In the example above, note that, although there is a method called
provide_widget()
and an arg of provide_something_needing_widgets()
called provide_widget
, these are not exactly the same! The latter is a
dependency-injected wrapper around the former. The wrapper ensures that the
color
arg is passed directly and then injects the widget_polisher
dependency.
The @inject()
decorator works to specify args passed directly both for
provider bindings to provider methods (as in the example above) and for
provider bindings to classes (where you can pass args directly to the
initializer, as in the example below).
>>> class Widget(object):
... @pinject.inject(['widget_polisher'])
... def __init__(self, color, widget_polisher):
... pass # normally something involving color and widget_polisher
...
>>> class SomeBindingSpec(pinject.BindingSpec):
... def provide_something_needing_widgets(self, colors, provide_widget):
... return SomethingNeedingWidgets(
... [provide_widget(color) for color in colors])
...
>>>
The @inject()
decorator also takes an all_except
arg. You can use
this, instead of the (first positional) arg_names
arg, if it's clearer and
more concise to say which args are not injected (i.e., which args are passed
directly).
>>> class Widget(object):
... # equivalent to @pinject.inject(['widget_polisher']):
... @pinject.inject(all_except=['color'])

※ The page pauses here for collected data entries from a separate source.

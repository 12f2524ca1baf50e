//! Binary crate for the `fx` command-line tool.
//!
//! This crate focuses on:
//! - Parsing CLI arguments
//! - Interactive currency and period pickers
//! - Human-friendly table output

use clap::Parser;
use tracing_subscriber::{EnvFilter, fmt, layer::SubscriberExt, util::SubscriberInitExt};

mod cli;
mod prompt;
mod render;

#[tokio::main]
async fn main() -> anyhow::Result<()> {
    let cmd = cli::Cli::parse();

    let default_level = if cmd.verbose { "debug" } else { "warn" };
    let filter = EnvFilter::try_from_default_env()
        .unwrap_or_else(|_| EnvFilter::new(default_level));

    tracing_subscriber::registry()
        .with(fmt::layer().with_writer(std::io::stderr))
        .with(filter)
        .init();

    cmd.run().await
}
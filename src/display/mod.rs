//! Terminal display formatting
//!
//! Pure rendering helpers; nothing here touches the ledger.

pub mod summary;
pub mod transaction;

pub use summary::format_summary;
pub use transaction::{format_register, format_transaction_short};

... def __init__(self, color, widget_polisher):
... pass # normally something involving color and widget_polisher
...
>>>
If both arg_names
and all_except
are omitted, then all args are
injected by Pinject, and none are passed directly. (Both arg_names
and
all_except
may not be specified at the same time.) Wildcard positional
and keyword args (i.e., *pargs
and **kwargs
) are always passed
directly, not injected.
If you use @inject()
to mark at least one arg of a provider method (or
initializer) as passed directly, then you may no longer directly inject that
provider method's corresponding arg name. You must instead use a provider
binding to inject a provider function, and then pass the required direct
arg(s), as in the examples above.
If you want to, you can create your own custom scope. A custom scope is useful when you have some objects that need to be reused (i.e., cached) but whose lifetime is shorter than the entire lifetime of your program.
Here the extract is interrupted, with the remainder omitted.